Message d’Olivier Assayas, cinéaste, lu lors du colloque du 29 septembre 2008, Paradoxes du cinéma français.
J’ai toujours été convaincu, et j’ai souvent essayé de transmettre cette idée, que le cinéma français offrait aux autres cultures un exemple viable d’une alternative non pas au cinéma américain mais au cinéma hollywoodien en tant qu’esperanto de la culture de masse.
Le cinéma est le dernier art authentiquement populaire et a, de ce fait, une responsabilité à l’égard de l’identité même de ses spectateurs. Autant un spectateur européen, asiatique ou bien africain peut avoir envie de voir à l’écran les divertissements spectaculaires – souvent réussis – que propose Hollywood, autant il est intellectuellement, politiquement, spirituellement aussi, vital qu’il puisse aussi avoir accès à des oeuvres relevant de ses propres racines culturelles.

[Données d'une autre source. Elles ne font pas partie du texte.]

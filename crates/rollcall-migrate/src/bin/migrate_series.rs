use chrono_tz::Tz;
use rollcall_core::config::load_config;
use rollcall_core::error::CoreError;
use rollcall_migrate::batch::{SourceRow, translate_rows};
use tracing_subscriber::{EnvFilter, fmt, layer::SubscriberExt, reload, util::SubscriberInitExt};

fn main() -> anyhow::Result<()> {
    let (filter_layer, filter_handle) = reload::Layer::new(EnvFilter::new("debug"));

    tracing_subscriber::registry()
        .with(filter_layer)
        .with(fmt::layer().with_target(true))
        .init();

    tracing::info!("Starting legacy recurrence migration");

    let config = load_config()?;

    if let Ok(filter) = EnvFilter::try_new(config.logging.level.as_str()) {
        if let Err(e) = filter_handle.modify(|current| *current = filter) {
            tracing::warn!(error = %e, "Failed to update log filter from config");
        }
    } else {
        tracing::warn!(level = %config.logging.level, "Invalid log level in config, keeping debug");
    }

    let timezone: Tz = config
        .migration
        .source_timezone
        .parse()
        .map_err(|_| CoreError::UnknownTimezone(config.migration.source_timezone.clone()))?;

    let raw = std::fs::read_to_string(&config.migration.source_file)?;
    let rows: Vec<SourceRow> = serde_json::from_str(&raw)?;

    tracing::info!(rows = rows.len(), timezone = %timezone, "Loaded source rows");

    let report = translate_rows(&rows, timezone);

    std::fs::write(
        &config.migration.destination_file,
        serde_json::to_string_pretty(&report.destinations)?,
    )?;

    tracing::info!(
        destination = %config.migration.destination_file,
        translated = report.destinations.len(),
        skipped = report.skipped,
        failed = report.failures.len(),
        "Migration finished"
    );

    if report.all_failed() {
        anyhow::bail!("every source row failed to translate");
    }

    Ok(())
}
//! Shared domain model for event series and their occurrences.

use chrono::{DateTime, Utc};
use serde::{Deserialize, Serialize};
use uuid::Uuid;

/// Identifier of an event series (the recurring parent entity).
#[derive(Debug, Clone, Copy, PartialEq, Eq, Hash, Serialize, Deserialize)]
#[serde(transparent)]
pub struct EventSeriesId(pub Uuid);

impl EventSeriesId {
    #[must_use]
    pub fn new() -> Self {
        Self(Uuid::new_v4())
    }
}

impl Default for EventSeriesId {
    fn default() -> Self {
        Self::new()
    }
}

impl std::fmt::Display for EventSeriesId {
    fn fmt(&self, f: &mut std::fmt::Formatter<'_>) -> std::fmt::Result {
        self.0.fmt(f)
    }
}

/// Identifier of a single event occurrence within a series.
#[derive(Debug, Clone, Copy, PartialEq, Eq, Hash, Serialize, Deserialize)]
#[serde(transparent)]
pub struct EventInstanceId(pub Uuid);

impl EventInstanceId {
    #[must_use]
    pub fn new() -> Self {
        Self(Uuid::new_v4())
    }
}

impl Default for EventInstanceId {
    fn default() -> Self {
        Self::new()
    }
}

impl std::fmt::Display for EventInstanceId {
    fn fmt(&self, f: &mut std::fmt::Formatter<'_>) -> std::fmt::Result {
        self.0.fmt(f)
    }
}

/// One occurrence of an event: a start/end pair, optionally tied to a
/// parent series. Immutable once handed to an availability query.
#[derive(Debug, Clone, PartialEq, Eq, Serialize, Deserialize)]
pub struct EventInstance {
    pub id: EventInstanceId,
    pub series_id: Option<EventSeriesId>,
    pub start: DateTime<Utc>,
    pub end: DateTime<Utc>,
}

impl EventInstance {
    /// Builds a standalone occurrence with no parent series.
    #[must_use]
    pub fn standalone(start: DateTime<Utc>, end: DateTime<Utc>) -> Self {
        Self {
            id: EventInstanceId::new(),
            series_id: None,
            start,
            end,
        }
    }

    /// Builds an occurrence belonging to `series`.
    #[must_use]
    pub fn in_series(series: EventSeriesId, start: DateTime<Utc>, end: DateTime<Utc>) -> Self {
        Self {
            id: EventInstanceId::new(),
            series_id: Some(series),
            start,
            end,
        }
    }

    /// Occurrence length in whole seconds.
    #[must_use]
    pub fn duration_seconds(&self) -> i64 {
        self.end.signed_duration_since(self.start).num_seconds()
    }
}

#[cfg(test)]
mod tests {
    use super::*;
    use chrono::TimeZone;

    #[test]
    fn duration_is_end_minus_start() {
        let start = Utc.with_ymd_and_hms(2025, 6, 1, 10, 0, 0).unwrap();
        let end = Utc.with_ymd_and_hms(2025, 6, 1, 11, 30, 0).unwrap();
        let instance = EventInstance::standalone(start, end);
        assert_eq!(instance.duration_seconds(), 5400);
    }

    #[test]
    fn in_series_records_parent() {
        let series = EventSeriesId::new();
        let start = Utc.with_ymd_and_hms(2025, 6, 1, 10, 0, 0).unwrap();
        let instance = EventInstance::in_series(series, start, start);
        assert_eq!(instance.series_id, Some(series));
    }
}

Si ce n’est pas le cas, il perd le contact avec celles-ci et, pour les plus jeunes, finit par les considérer comme coupées de la modernité en tant que vecteur du devenir de la société à laquelle il appartient.
En somme le modèle, y compris économique, que propose le cinéma français est porteur d’enjeux internationaux bien au-delà de ce qu’on croit généralement – il est une authentique réponse au nivellement, un repère précieux pour tous les pays soucieux de l’effrayant recul de leur identité historique sur l’un des fronts les moins bien compris du conflit contemporain entre les valeurs du marché et celle de l’humain, dans sa richesse, sa complexité, tel qu’il s’exprime à travers l’art.
C’est pourquoi le cinéma français ne doit certainement pas se contenter de donner l’exemple d’une réussite industrielle. Il est aussi de son devoir, et avant tout, de maintenir des valeurs d’exigence, d’ambition, des valeurs morales, éthiques. Il se doit d’être aux côtés des autres cultures soumises aux mêmes interrogations, de répondre à leurs attentes, d’être digne de celles-ci.